Stored data
◆ ◆ ◆ ◆ ◆ ◆ ◆

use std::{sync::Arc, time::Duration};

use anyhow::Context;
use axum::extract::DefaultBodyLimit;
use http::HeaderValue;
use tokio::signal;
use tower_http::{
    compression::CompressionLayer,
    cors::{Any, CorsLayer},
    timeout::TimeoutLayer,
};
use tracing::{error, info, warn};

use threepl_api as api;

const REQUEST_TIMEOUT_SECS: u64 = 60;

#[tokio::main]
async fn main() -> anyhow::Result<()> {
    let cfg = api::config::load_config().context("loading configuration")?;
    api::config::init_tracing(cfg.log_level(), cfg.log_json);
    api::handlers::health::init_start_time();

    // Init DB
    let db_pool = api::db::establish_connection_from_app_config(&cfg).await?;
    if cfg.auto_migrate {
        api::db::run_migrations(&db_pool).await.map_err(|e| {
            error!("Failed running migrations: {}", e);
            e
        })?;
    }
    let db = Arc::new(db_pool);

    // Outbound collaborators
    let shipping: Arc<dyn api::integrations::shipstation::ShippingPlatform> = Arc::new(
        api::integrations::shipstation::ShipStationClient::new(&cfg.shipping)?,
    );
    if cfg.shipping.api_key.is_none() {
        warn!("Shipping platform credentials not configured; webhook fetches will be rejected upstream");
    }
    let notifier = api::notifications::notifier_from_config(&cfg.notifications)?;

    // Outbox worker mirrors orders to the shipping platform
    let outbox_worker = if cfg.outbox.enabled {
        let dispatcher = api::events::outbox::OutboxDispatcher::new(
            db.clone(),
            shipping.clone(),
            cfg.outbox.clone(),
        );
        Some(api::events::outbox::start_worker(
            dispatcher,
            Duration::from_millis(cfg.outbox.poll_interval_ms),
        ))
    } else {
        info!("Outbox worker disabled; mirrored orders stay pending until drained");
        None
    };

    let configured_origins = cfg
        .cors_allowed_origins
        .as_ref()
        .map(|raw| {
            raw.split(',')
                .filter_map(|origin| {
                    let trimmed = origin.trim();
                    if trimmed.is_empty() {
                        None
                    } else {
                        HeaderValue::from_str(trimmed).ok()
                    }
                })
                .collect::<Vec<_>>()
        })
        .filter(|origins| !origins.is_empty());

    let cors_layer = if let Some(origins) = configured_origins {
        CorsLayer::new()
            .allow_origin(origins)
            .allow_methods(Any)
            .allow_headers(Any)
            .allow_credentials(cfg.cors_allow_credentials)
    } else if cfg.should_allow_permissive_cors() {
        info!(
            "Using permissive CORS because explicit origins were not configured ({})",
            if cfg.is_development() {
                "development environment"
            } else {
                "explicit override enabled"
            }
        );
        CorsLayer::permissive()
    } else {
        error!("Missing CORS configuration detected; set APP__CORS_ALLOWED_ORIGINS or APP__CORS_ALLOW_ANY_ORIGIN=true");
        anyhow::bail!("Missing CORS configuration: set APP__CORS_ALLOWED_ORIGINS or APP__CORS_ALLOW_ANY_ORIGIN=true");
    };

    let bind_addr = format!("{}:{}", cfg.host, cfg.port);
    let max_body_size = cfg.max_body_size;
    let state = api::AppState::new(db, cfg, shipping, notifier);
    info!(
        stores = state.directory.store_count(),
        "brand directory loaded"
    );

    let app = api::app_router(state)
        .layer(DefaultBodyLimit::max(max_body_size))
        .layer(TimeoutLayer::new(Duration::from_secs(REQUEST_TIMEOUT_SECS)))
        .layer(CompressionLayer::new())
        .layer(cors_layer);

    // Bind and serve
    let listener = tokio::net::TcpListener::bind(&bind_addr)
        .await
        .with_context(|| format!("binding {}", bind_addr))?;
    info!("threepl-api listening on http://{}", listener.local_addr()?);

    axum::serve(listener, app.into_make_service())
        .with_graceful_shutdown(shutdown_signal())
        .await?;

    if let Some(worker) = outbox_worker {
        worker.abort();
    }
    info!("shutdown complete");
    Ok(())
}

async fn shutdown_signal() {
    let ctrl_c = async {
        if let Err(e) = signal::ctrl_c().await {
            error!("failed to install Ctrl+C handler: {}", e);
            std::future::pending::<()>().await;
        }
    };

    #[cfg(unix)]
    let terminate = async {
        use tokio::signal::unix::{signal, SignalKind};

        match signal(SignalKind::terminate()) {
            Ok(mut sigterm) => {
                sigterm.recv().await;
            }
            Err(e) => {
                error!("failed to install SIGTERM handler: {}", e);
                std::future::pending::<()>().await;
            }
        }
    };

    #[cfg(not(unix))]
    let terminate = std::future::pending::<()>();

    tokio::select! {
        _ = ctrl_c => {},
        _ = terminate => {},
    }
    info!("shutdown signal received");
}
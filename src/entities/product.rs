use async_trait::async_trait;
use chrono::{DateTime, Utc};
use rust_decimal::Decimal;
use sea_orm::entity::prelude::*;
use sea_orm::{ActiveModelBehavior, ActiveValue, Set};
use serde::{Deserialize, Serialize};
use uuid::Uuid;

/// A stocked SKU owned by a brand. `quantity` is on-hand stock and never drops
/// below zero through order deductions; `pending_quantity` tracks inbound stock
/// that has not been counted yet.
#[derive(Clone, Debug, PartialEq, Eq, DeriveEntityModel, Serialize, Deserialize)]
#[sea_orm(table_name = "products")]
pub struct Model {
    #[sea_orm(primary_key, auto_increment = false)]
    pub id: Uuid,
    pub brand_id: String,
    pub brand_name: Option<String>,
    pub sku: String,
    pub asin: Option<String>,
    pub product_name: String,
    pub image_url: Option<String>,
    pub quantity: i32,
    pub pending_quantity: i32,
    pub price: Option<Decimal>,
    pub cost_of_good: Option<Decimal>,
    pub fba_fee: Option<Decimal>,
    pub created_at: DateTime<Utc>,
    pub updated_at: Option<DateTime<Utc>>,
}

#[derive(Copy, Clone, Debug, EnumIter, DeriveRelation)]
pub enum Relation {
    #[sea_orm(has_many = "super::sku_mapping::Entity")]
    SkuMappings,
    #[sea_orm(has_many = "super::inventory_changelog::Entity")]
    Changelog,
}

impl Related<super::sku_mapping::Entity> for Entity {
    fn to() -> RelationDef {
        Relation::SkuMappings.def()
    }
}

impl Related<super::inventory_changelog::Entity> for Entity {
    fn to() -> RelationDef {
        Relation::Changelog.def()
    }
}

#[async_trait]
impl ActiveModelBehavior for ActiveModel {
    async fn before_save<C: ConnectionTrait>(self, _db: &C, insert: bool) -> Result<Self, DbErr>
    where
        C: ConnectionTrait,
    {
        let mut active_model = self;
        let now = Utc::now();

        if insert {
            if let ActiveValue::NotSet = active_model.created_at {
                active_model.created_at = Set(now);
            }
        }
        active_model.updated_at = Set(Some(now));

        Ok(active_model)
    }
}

◆ ◆ ◆ ◆ ◆ ◆ ◆

- [TASK OBJECTIVE]:
Copy out the entries in full, exactly as they appear.

- [SOLUTION]:
use std::{sync::Arc, time::Duration};

use anyhow::Context;
use axum::extract::DefaultBodyLimit;
use http::HeaderValue;
use tokio::signal;
use tower_http::{
    compression::CompressionLayer,
    cors::{Any, CorsLayer},
    timeout::TimeoutLayer,
};
use tracing::{error, info, warn};

use threepl_api as api;

const REQUEST_TIMEOUT_SECS: u64 = 60;

#[tokio::main]
async fn main() -> anyhow::Result<()> {
    let cfg = api::config::load_config().context("loading configuration")?;
    api::config::init_tracing(cfg.log_level(), cfg.log_json);
    api::handlers::health::init_start_time();

    // Init DB
    let db_pool = api::db::establish_connection_from_app_config(&cfg).await?;
    if cfg.auto_migrate {
        api::db::run_migrations(&db_pool).await.map_err(|e| {
            error!("Failed running migrations: {}", e);
            e
        })?;
    }
    let db = Arc::new(db_pool);

    // Outbound collaborators
    let shipping: Arc<dyn api::integrations::shipstation::ShippingPlatform> = Arc::new(
        api::integrations::shipstation::ShipStationClient::new(&cfg.shipping)?,
    );
    if cfg.shipping.api_key.is_none() {
        warn!("Shipping platform credentials not configured; webhook fetches will be rejected upstream");
    }
    let notifier = api::notifications::notifier_from_config(&cfg.notifications)?;

    // Outbox worker mirrors orders to the shipping platform
    let outbox_worker = if cfg.outbox.enabled {
        let dispatcher = api::events::outbox::OutboxDispatcher::new(
            db.clone(),
            shipping.clone(),
            cfg.outbox.clone(),
        );
        Some(api::events::outbox::start_worker(
            dispatcher,
            Duration::from_millis(cfg.outbox.poll_interval_ms),
        ))
    } else {
        info!("Outbox worker disabled; mirrored orders stay pending until drained");
        None
    };

    let configured_origins = cfg
        .cors_allowed_origins
        .as_ref()
        .map(|raw| {
            raw.split(',')
                .filter_map(|origin| {
                    let trimmed = origin.trim();
                    if trimmed.is_empty() {
                        None
                    } else {
                        HeaderValue::from_str(trimmed).ok()
                    }
                })
                .collect::<Vec<_>>()
        })
        .filter(|origins| !origins.is_empty());

    let cors_layer = if let Some(origins) = configured_origins {
        CorsLayer::new()
            .allow_origin(origins)
            .allow_methods(Any)
            .allow_headers(Any)
            .allow_credentials(cfg.cors_allow_credentials)
    } else if cfg.should_allow_permissive_cors() {
        info!(
            "Using permissive CORS because explicit origins were not configured ({})",
            if cfg.is_development() {
                "development environment"
            } else {
                "explicit override enabled"
            }
        );
        CorsLayer::permissive()
    } else {
        error!("Missing CORS configuration detected; set APP__CORS_ALLOWED_ORIGINS or APP__CORS_ALLOW_ANY_ORIGIN=true");
        anyhow::bail!("Missing CORS configuration: set APP__CORS_ALLOWED_ORIGINS or APP__CORS_ALLOW_ANY_ORIGIN=true");
    };

    let bind_addr = format!("{}:{}", cfg.host, cfg.port);
    let max_body_size = cfg.max_body_size;
    let state = api::AppState::new(db, cfg, shipping, notifier);
    info!(
        stores = state.directory.store_count(),
        "brand directory loaded"
    );

    let app = api::app_router(state)
        .layer(DefaultBodyLimit::max(max_body_size))
        .layer(TimeoutLayer::new(Duration::from_secs(REQUEST_TIMEOUT_SECS)))
        .layer(CompressionLayer::new())
        .layer(cors_layer);

    // Bind and serve
    let listener = tokio::net::TcpListener::bind(&bind_addr)
        .await
        .with_context(|| format!("binding {}", bind_addr))?;
    info!("threepl-api listening on http://{}", listener.local_addr()?);

    axum::serve(listener, app.into_make_service())
        .with_graceful_shutdown(shutdown_signal())
        .await?;

    if let Some(worker) = outbox_worker {
        worker.abort();
    }
    info!("shutdown complete");
    Ok(())
}

async fn shutdown_signal() {
    let ctrl_c = async {
        if let Err(e) = signal::ctrl_c().await {
            error!("failed to install Ctrl+C handler: {}", e);
            std::future::pending::<()>().await;
        }
    };

    #[cfg(unix)]
    let terminate = async {
        use tokio::signal::unix::{signal, SignalKind};

        match signal(SignalKind::terminate()) {
            Ok(mut sigterm) => {
                sigterm.recv().await;
            }
            Err(e) => {
                error!("failed to install SIGTERM handler: {}", e);
                std::future::pending::<()>().await;
            }
        }
    };

    #[cfg(not(unix))]
    let terminate = std::future::pending::<()>();

    tokio::select! {
        _ = ctrl_c => {},
        _ = terminate => {},
    }
    info!("shutdown signal received");
}
filename src/entities/product.rs
use async_trait::async_trait;
use chrono::{DateTime, Utc};
use rust_decimal::Decimal;
use sea_orm::entity::prelude::*;
use sea_orm::{ActiveModelBehavior, ActiveValue, Set};
use serde::{Deserialize, Serialize};
use uuid::Uuid;

/// A stocked SKU owned by a brand. `quantity` is on-hand stock and never drops
/// below zero through order deductions; `pending_quantity` tracks inbound stock
/// that has not been counted yet.
#[derive(Clone, Debug, PartialEq, Eq, DeriveEntityModel, Serialize, Deserialize)]
#[sea_orm(table_name = "products")]
pub struct Model {
    #[sea_orm(primary_key, auto_increment = false)]
    pub id: Uuid,
    pub brand_id: String,
    pub brand_name: Option<String>,
    pub sku: String,
    pub asin: Option<String>,
    pub product_name: String,
    pub image_url: Option<String>,
    pub quantity: i32,
    pub pending_quantity: i32,
    pub price: Option<Decimal>,
    pub cost_of_good: Option<Decimal>,
    pub fba_fee: Option<Decimal>,
    pub created_at: DateTime<Utc>,
    pub updated_at: Option<DateTime<Utc>>,
}

#[derive(Copy, Clone, Debug, EnumIter, DeriveRelation)]
pub enum Relation {
    #[sea_orm(has_many = "super::sku_mapping::Entity")]
    SkuMappings,
    #[sea_orm(has_many = "super::inventory_changelog::Entity")]
    Changelog,
}

impl Related<super::sku_mapping::Entity> for Entity {
    fn to() -> RelationDef {
        Relation::SkuMappings.def()
    }
}

impl Related<super::inventory_changelog::Entity> for Entity {
    fn to() -> RelationDef {
        Relation::Changelog.def()
    }
}

#[async_trait]
impl ActiveModelBehavior for ActiveModel {
    async fn before_save<C: ConnectionTrait>(self, _db: &C, insert: bool) -> Result<Self, DbErr>
    where
        C: ConnectionTrait,
    {
        let mut active_model = self;
        let now = Utc::now();

        if insert {
            if let ActiveValue::NotSet = active_model.created_at {
                active_model.created_at = Set(now);
            }
        }
        active_model.updated_at = Set(Some(now));

        Ok(active_model)
    }
}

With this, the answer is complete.